Grief is a strange, strange thing. I don’t think of myself as particularly sentimental and yet some deaths have hit me harder in life than others.
Losing friends who have died young, for example, always feels wrong; that they’ve been cheated some how. And about two years ago, when my sweet cat, Saphir, died, I found myself unexpectedly consumed with grief. She was the sweetest cat I’d ever had and was pure love. When she died at 15 – a good run for a cat – I cried and I miss her still.
And now the tides have turned again for earlier this month, my mother died. Contrary to what society tells us we should feel, I am relieved.
She had had a stroke and could no longer speak. She was in pain during her last weeks and yet only agreed to pain medications in her final days. Her passing is a blessing because her body had failed her, long ago, and the fight had become more than she could muster.
But if I am honest, the relief is also in knowing that she can never again hurt me or my siblings, intentionally or otherwise.
To be sure, she had her good qualities and could be funny and kind when it suited her. She was exceptionally talented as a writer and artist and had a delightful sense of whimsy. But she could also be incredibly spiteful. I suspect she’d endured more hurt in her childhood than any of us could know, but she also continued a legacy that should have been stopped.

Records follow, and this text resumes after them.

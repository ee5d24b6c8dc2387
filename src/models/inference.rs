//! Default probability inference over transformed loan features

use crate::feature_transformer::{FeatureMatrix, FeatureSchema, FeatureTransformer};
use crate::error::{Result, ScoringError};
use crate::models::loader::LoadedModel;
use crate::types::loan::RawRecord;
use async_trait::async_trait;
use ort::memory::Allocator;
use ort::value::{DowncastableTarget, DynMapValueType, DynSequenceValueType, DynValue, Tensor};
use serde::{Deserialize, Deserializer};
use serde_json::Value;
use std::sync::Mutex;
use tracing::{debug, warn};

/// Probabilities of default keyed by the batch position they belong to
#[derive(Debug, Clone, Default, PartialEq)]
pub struct Predictions {
    /// Batch position of each probability
    pub row_index: Vec<usize>,
    /// Positive-class probability per row
    pub p_default: Vec<f64>,
}

impl Predictions {
    /// Predictions covering every position of a batch, in order
    pub fn aligned(p_default: Vec<f64>) -> Self {
        Self {
            row_index: (0..p_default.len()).collect(),
            p_default,
        }
    }

    pub fn len(&self) -> usize {
        self.p_default.len()
    }

    pub fn is_empty(&self) -> bool {
        self.p_default.is_empty()
    }

    /// `(position, probability)` pairs in row order
    pub fn iter(&self) -> impl Iterator<Item = (usize, f64)> + '_ {
        self.row_index.iter().copied().zip(self.p_default.iter().copied())
    }
}

/// Binary classifier producing the probability of the positive (default) class
pub trait ProbabilityModel: Send + Sync {
    fn name(&self) -> &str;

    /// One probability per matrix row, in row order
    fn predict_proba(&self, matrix: &FeatureMatrix) -> Result<Vec<f64>>;
}

impl<M: ProbabilityModel + ?Sized> ProbabilityModel for Box<M> {
    fn name(&self) -> &str {
        (**self).name()
    }

    fn predict_proba(&self, matrix: &FeatureMatrix) -> Result<Vec<f64>> {
        (**self).predict_proba(matrix)
    }
}

/// Anything that can attach default probabilities to a batch of raw records
#[async_trait]
pub trait ProbabilitySource: Send + Sync {
    fn name(&self) -> &str;

    async fn predict_default_probability(&self, records: &[RawRecord]) -> Result<Predictions>;
}

/// Prediction request as accepted by the deployed endpoint
#[derive(Debug, Clone, Deserialize)]
pub struct PredictRequest {
    pub data: Vec<RawRecord>,
    /// Run the feature transformer first (`1`/`true`), or treat `data` as
    /// rows already in feature space (`0`/`false`)
    #[serde(default = "default_transform", deserialize_with = "deserialize_flag")]
    pub transform: bool,
}

fn default_transform() -> bool {
    true
}

fn deserialize_flag<'de, D: Deserializer<'de>>(deserializer: D) -> std::result::Result<bool, D::Error> {
    match Value::deserialize(deserializer)? {
        Value::Bool(b) => Ok(b),
        Value::Number(n) => Ok(n.as_f64().is_some_and(|v| v != 0.0)),
        other => Err(serde::de::Error::custom(format!(
            "transform flag must be a boolean or number, got {other}"
        ))),
    }
}

/// Feature transformer paired with a trained classifier
pub struct LocalPredictor<M> {
    transformer: FeatureTransformer,
    model: M,
}

impl<M: ProbabilityModel> LocalPredictor<M> {
    pub fn new(transformer: FeatureTransformer, model: M) -> Self {
        Self { transformer, model }
    }

    pub fn schema(&self) -> &FeatureSchema {
        self.transformer.schema()
    }

    pub fn model(&self) -> &M {
        &self.model
    }

    /// Transform raw records, then predict
    pub fn predict_records(&self, records: &[RawRecord]) -> Result<Predictions> {
        let matrix = self.transformer.transform(records)?;
        if !matrix.dropped_rows().is_empty() {
            warn!(
                dropped = ?matrix.dropped_rows(),
                "Records dropped for missing feature values"
            );
        }
        let p_default = self.predict_matrix(&matrix)?;
        Ok(Predictions {
            row_index: matrix.row_index().to_vec(),
            p_default,
        })
    }

    /// Predict on a matrix the caller already built
    pub fn predict_matrix(&self, matrix: &FeatureMatrix) -> Result<Vec<f64>> {
        check_columns(matrix.columns(), &self.schema().trained_features)?;
        if matrix.is_empty() {
            return Ok(Vec::new());
        }

        let probabilities = self.model.predict_proba(matrix)?;
        if probabilities.len() != matrix.n_rows() {
            return Err(ScoringError::Model(format!(
                "model {} returned {} probabilities for {} rows",
                self.model.name(),
                probabilities.len(),
                matrix.n_rows()
            )));
        }

        debug!(model = %self.model.name(), rows = matrix.n_rows(), "Predicted default probabilities");
        Ok(probabilities)
    }

    /// Honour the request's transform flag
    pub fn predict(&self, request: &PredictRequest) -> Result<Predictions> {
        if request.transform {
            return self.predict_records(&request.data);
        }
        let matrix =
            FeatureMatrix::from_feature_records(&request.data, &self.schema().trained_features)?;
        let p_default = self.predict_matrix(&matrix)?;
        Ok(Predictions {
            row_index: matrix.row_index().to_vec(),
            p_default,
        })
    }
}

#[async_trait]
impl<M: ProbabilityModel> ProbabilitySource for LocalPredictor<M> {
    fn name(&self) -> &str {
        self.model.name()
    }

    async fn predict_default_probability(&self, records: &[RawRecord]) -> Result<Predictions> {
        self.predict_records(records)
    }
}

/// Matrix columns must match the trained features in identity and order
pub(crate) fn check_columns(columns: &[String], trained: &[String]) -> Result<()> {
    if columns == trained {
        return Ok(());
    }
    let missing = trained
        .iter()
        .filter(|f| !columns.contains(f))
        .cloned()
        .collect();
    let unexpected = columns
        .iter()
        .filter(|c| !trained.contains(c))
        .cloned()
        .collect();
    Err(ScoringError::SchemaMismatch {
        missing,
        unexpected,
    })
}

/// Matrix width must equal the feature count the model input declares
pub(crate) fn check_input_width(declared: Option<usize>, columns: &[String]) -> Result<()> {
    let Some(width) = declared else {
        return Ok(());
    };
    if columns.len() == width {
        return Ok(());
    }
    let missing = (columns.len()..width).map(|i| format!("model input {i}")).collect();
    let unexpected = columns.iter().skip(width).cloned().collect();
    Err(ScoringError::SchemaMismatch {
        missing,
        unexpected,
    })
}

/// Classifier exported to ONNX and run with ONNX Runtime
pub struct OnnxModel {
    name: String,
    model: Mutex<LoadedModel>,
}

impl OnnxModel {
    pub fn new(model: LoadedModel) -> Self {
        Self {
            name: model.name.clone(),
            model: Mutex::new(model),
        }
    }
}

impl ProbabilityModel for OnnxModel {
    fn name(&self) -> &str {
        &self.name
    }

    fn predict_proba(&self, matrix: &FeatureMatrix) -> Result<Vec<f64>> {
        let mut guard = self
            .model
            .lock()
            .map_err(|e| ScoringError::Model(format!("lock error: {e}")))?;
        let model: &mut LoadedModel = &mut guard;
        run_model(model, matrix)
    }
}

fn model_error(model_name: &str, e: impl std::fmt::Display) -> ScoringError {
    ScoringError::Model(format!("{model_name}: {e}"))
}

/// Run the session on the whole matrix as one `[rows, cols]` tensor
fn run_model(model: &mut LoadedModel, matrix: &FeatureMatrix) -> Result<Vec<f64>> {
    check_input_width(model.input_width, matrix.columns())?;

    let shape = vec![matrix.n_rows() as i64, matrix.n_cols() as i64];
    let input_tensor =
        Tensor::from_array((shape, matrix.to_f32())).map_err(|e| model_error(&model.name, e))?;

    let outputs = model
        .session
        .run(ort::inputs![&model.input_name => input_tensor])
        .map_err(|e| model_error(&model.name, e))?;

    extract_probabilities(&outputs, &model.output_name, &model.name, matrix.n_rows())
}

In the weeks before she died, after she’d lost the ability to speak or write, I began reminding myself that I’d never get another call from her. I’d never get another text, nor a note in the mail. Nothing more would be coming from her. So on the day that I learned of her passing, it was still a shock, but not one I hadn’t thought a great deal about. In fact, she’d survived so many illnesses over the years that I’d nearly duped myself into believing she would never die. We used to joke that she’d “outlive the sun.” And then she didn’t.
On the morning of Friday, December 16th, 2016, in her 86th year, my mother quietly – and I hope painlessly – passed away in Northern California. I want to think that she went to “sleep with the faeries at the bottom of the garden” as she had started saying in recent months. She was a complicated person because she’d say delightful things like that and then turn around and suggest that I was lucky I’d never had children. Many times she told me that being a mother was the worst thing that could happen to a woman.
And yet, I know she loved us in her own way. I feel sad that she wasn’t able to have a different life – one without children – or to have been able to continue her early career in publishing, which she often remembered fondly. Times were different, I suppose. Sadly, she didn’t have the same opportunities that women in my family enjoy today.
Despite everything, she gave birth to five independent and resilient children who have gone on to lead interesting, full lives. She did her best and encouraged us to explore the world and experience life. I will certainly do my best to remember the good things about my mother, for there are many. I will not, however, ever deny the bad; to do so would be a lie and a disservice to my existence and memory.
But I will move on and be glad that she is in a better place. I would not wish a lifetime of misery on anyone and I’m glad hers has finally come to a close. I wish her peace and closure. I wish her love.